═══ GIVEN DATA
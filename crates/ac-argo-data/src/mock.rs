//! Mock fetcher for testing and offline demos — serves synthetic floats.

use std::collections::{HashMap, HashSet};
use std::sync::{Arc, Mutex, PoisonError};

use async_trait::async_trait;
use chrono::{TimeDelta, TimeZone, Utc};

use ac_protocol::{Dataset, FloatId, Sample};

use crate::error::{FetchError, FetchResult};
use crate::fetcher::DatasetFetcher;

/// Pressure levels (dbar) sampled by every synthetic profile.
const LEVELS: &[f64] = &[5.0, 50.0, 100.0, 200.0, 500.0, 1000.0, 1500.0, 2000.0];

/// A mock fetcher that serves pre-loaded datasets by id and records calls.
pub struct MockFetcher {
    floats: HashMap<FloatId, Arc<Dataset>>,
    /// Ids that fail with an HTTP error instead of returning data.
    broken: HashSet<FloatId>,
    calls: Mutex<Vec<FloatId>>,
}

impl MockFetcher {
    pub fn new() -> Self {
        Self {
            floats: HashMap::new(),
            broken: HashSet::new(),
            calls: Mutex::new(Vec::new()),
        }
    }

    /// Add (or replace) a dataset.
    pub fn add_float(&mut self, dataset: Dataset) {
        self.floats.insert(dataset.float_id(), Arc::new(dataset));
    }

    /// Make `float_id` fail with a transport error.
    pub fn break_float(&mut self, float_id: FloatId) {
        self.broken.insert(float_id);
    }

    /// Three synthetic Indian Ocean floats: 2903893, 2903892, 6902746.
    pub fn with_sample_floats() -> Self {
        let mut m = Self::new();
        m.add_float(synthetic_float(FloatId(2903893), 15.2, 65.5, 28.5, 5));
        m.add_float(synthetic_float(FloatId(2903892), 12.0, 88.0, 29.2, 4));
        m.add_float(synthetic_float(FloatId(6902746), -20.0, 75.0, 24.0, 6));
        m
    }

    /// Ids that have been requested, in call order.
    pub fn calls(&self) -> Vec<FloatId> {
        self.calls
            .lock()
            .unwrap_or_else(PoisonError::into_inner)
            .clone()
    }

    pub fn call_count(&self) -> usize {
        self.calls
            .lock()
            .unwrap_or_else(PoisonError::into_inner)
            .len()
    }

    /// Ids this mock can serve, sorted.
    pub fn float_ids(&self) -> Vec<FloatId> {
        let mut ids: Vec<_> = self.floats.keys().copied().collect();
        ids.sort_unstable();
        ids
    }
}

impl Default for MockFetcher {
    fn default() -> Self {
        Self::new()
    }
}

#[async_trait]
impl DatasetFetcher for MockFetcher {
    async fn fetch(&self, float_id: FloatId) -> FetchResult<Arc<Dataset>> {
        self.calls
            .lock()
            .unwrap_or_else(PoisonError::into_inner)
            .push(float_id);

        if self.broken.contains(&float_id) {
            return Err(FetchError::Http(format!(
                "connection reset while fetching {float_id}"
            )));
        }
        self.floats
            .get(&float_id)
            .cloned()
            .ok_or(FetchError::NotFound(float_id))
    }

    fn name(&self) -> &str {
        "mock"
    }
}

/// Build a drifting float with `cycles` profiles ten days apart.
///
/// Temperature decays with depth from `surface_temp` toward ~2 °C; salinity
/// has a shallow maximum around 100 dbar.
pub fn synthetic_float(
    float_id: FloatId,
    start_lat: f64,
    start_lon: f64,
    surface_temp: f64,
    cycles: u32,
) -> Dataset {
    let start = Utc.with_ymd_and_hms(2024, 1, 5, 3, 30, 0).single();
    let mut samples = Vec::new();
    for cycle in 1..=cycles {
        let drift = f64::from(cycle);
        let time = start.map(|t| t + TimeDelta::days(10 * i64::from(cycle - 1)));
        for &pres in LEVELS {
            let temperature = 2.0 + (surface_temp - 2.0) * (-pres / 600.0).exp() - 0.05 * drift;
            let salinity = 34.8 + 0.6 * (-((pres - 100.0) / 150.0).powi(2)).exp();
            samples.push(Sample {
                cycle_number: Some(cycle),
                time,
                latitude: Some(start_lat + 0.15 * drift),
                longitude: Some(start_lon - 0.25 * drift),
                pressure: Some(pres),
                temperature: Some(temperature),
                salinity: Some(salinity),
            });
        }
    }
    Dataset::from_samples(float_id, samples)
}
══════
EXERCISE INSTRUCTIONS: Scan the records for the string "dbar". Copy each line in which it appears.

ANSWER SECTION:
/// Pressure levels (dbar) sampled by every synthetic profile.
/// has a shallow maximum around 100 dbar.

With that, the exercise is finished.